Uma das coisas mais asquerosas já produzidas pela extrema direita é um tipo de falso cristão que usa uma suposta religiosidade para mascarar gente ruim.
Os termos “cristão”, “evangélico” ou adjetivos similares encobrem ladrões e ladras de dinheiro público, falsários(as), pastores estupradores, bispas adúlteras, empresários(as) que burlam o fisco e os direitos trabalhistas, canalhas de todos os naipes etc etc etc.

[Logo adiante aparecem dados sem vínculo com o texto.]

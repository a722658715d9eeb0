//! # Playfair Engine
//!
//! Session integrity and fairness engine for server-authoritative games.
//! Generates verifiable randomness, tracks and validates session state,
//! detects anomalous player behavior, pairs players, and records replays.
//!
//! ## Architecture
//!
//! ```text
//! ┌─────────────────────────────────────────────────────────────┐
//! │                      PLAYFAIR ENGINE                         │
//! ├─────────────────────────────────────────────────────────────┤
//! │  core/            - Shared primitives                        │
//! │  ├── hash.rs      - Domain-separated SHA-256, hex digests    │
//! │  └── value.rs     - Schema-agnostic state tree + merge/diff  │
//! │                                                              │
//! │  fairness/        - Commit-reveal RNG                        │
//! │  ├── rng.rs       - Seeds, HMAC draws, verification          │
//! │  └── derived.rs   - Shuffles, weighted picks, coordinates    │
//! │                                                              │
//! │  sync/            - Versioned state synchronization          │
//! │  anticheat/       - Telemetry analysis and ban policy        │
//! │  matchmaker/      - ELO queues and match formation           │
//! │  replay/          - Event recording and playback             │
//! │                                                              │
//! │  registry.rs      - SessionRegistry orchestration facade     │
//! └─────────────────────────────────────────────────────────────┘
//! ```
//!
//! ## Authority Model
//!
//! Every engine is an in-memory, single-writer-per-session authority.
//! The host game loop owns the clock: time-sensitive operations take an
//! explicit `now_ms` argument, so behavior is reproducible in tests and
//! across replays. No engine reads system time, performs I/O, or
//! schedules background work; the host invokes `cleanup` sweeps.
//!
//! The engine decides - it never enforces. Detection results are returned
//! as structured outcomes for the caller's policy layer; the one
//! autonomous decision is the anti-cheat auto-ban (critical violation or
//! more than ten lifetime violations).

#![warn(missing_docs)]
#![warn(clippy::all)]
#![deny(unsafe_code)]

pub mod anticheat;
pub mod core;
pub mod fairness;
pub mod matchmaker;
pub mod registry;
pub mod replay;
pub mod sync;

// Re-export commonly used types
pub use crate::core::value::{StateValue, ValueDiff};
pub use crate::fairness::rng::{RngSession, Roll};
pub use anticheat::engine::AntiCheatEngine;
pub use matchmaker::engine::Matchmaker;
pub use registry::SessionRegistry;
pub use replay::recorder::ReplayRecorder;
pub use sync::engine::StateSynchronizer;

/// Crate version
pub const VERSION: &str = env!("CARGO_PKG_VERSION");

/// Timestamp in milliseconds since the Unix epoch, supplied by the host.
pub type TimestampMs = u64;

/// Default maximum age for session-scoped data before cleanup (1 hour).
pub const DEFAULT_MAX_SESSION_AGE_MS: u64 = 3_600_000;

Todas as vezes que uma aberração acontece, pode cravar que o(a) autor(a) veste camisa da seleção brasileira, ocupa a vaga de deficiente e grávida no estacionamento e escraviza empregados.
Eles não falham. A mais nova aberração atende pelo nome de Carolina Sthela Ferreira dos Santos, empresária “cristã”, que torturou e quase matou a sua empregada doméstica, grávida de cinco meses.
Trata-se de um tipo de animal humano desprezível em todos os sentidos. Mas, por incrível que pareça, é esse chorume de personalidade que ocupa as redes sociais para falar em honestidade e pregar justiça, em nome de Deus.
Hipocrisia é o mínimo que se pode dizer dessa escória. Em respeito ao leitor e à leitora, vou ficar por aqui.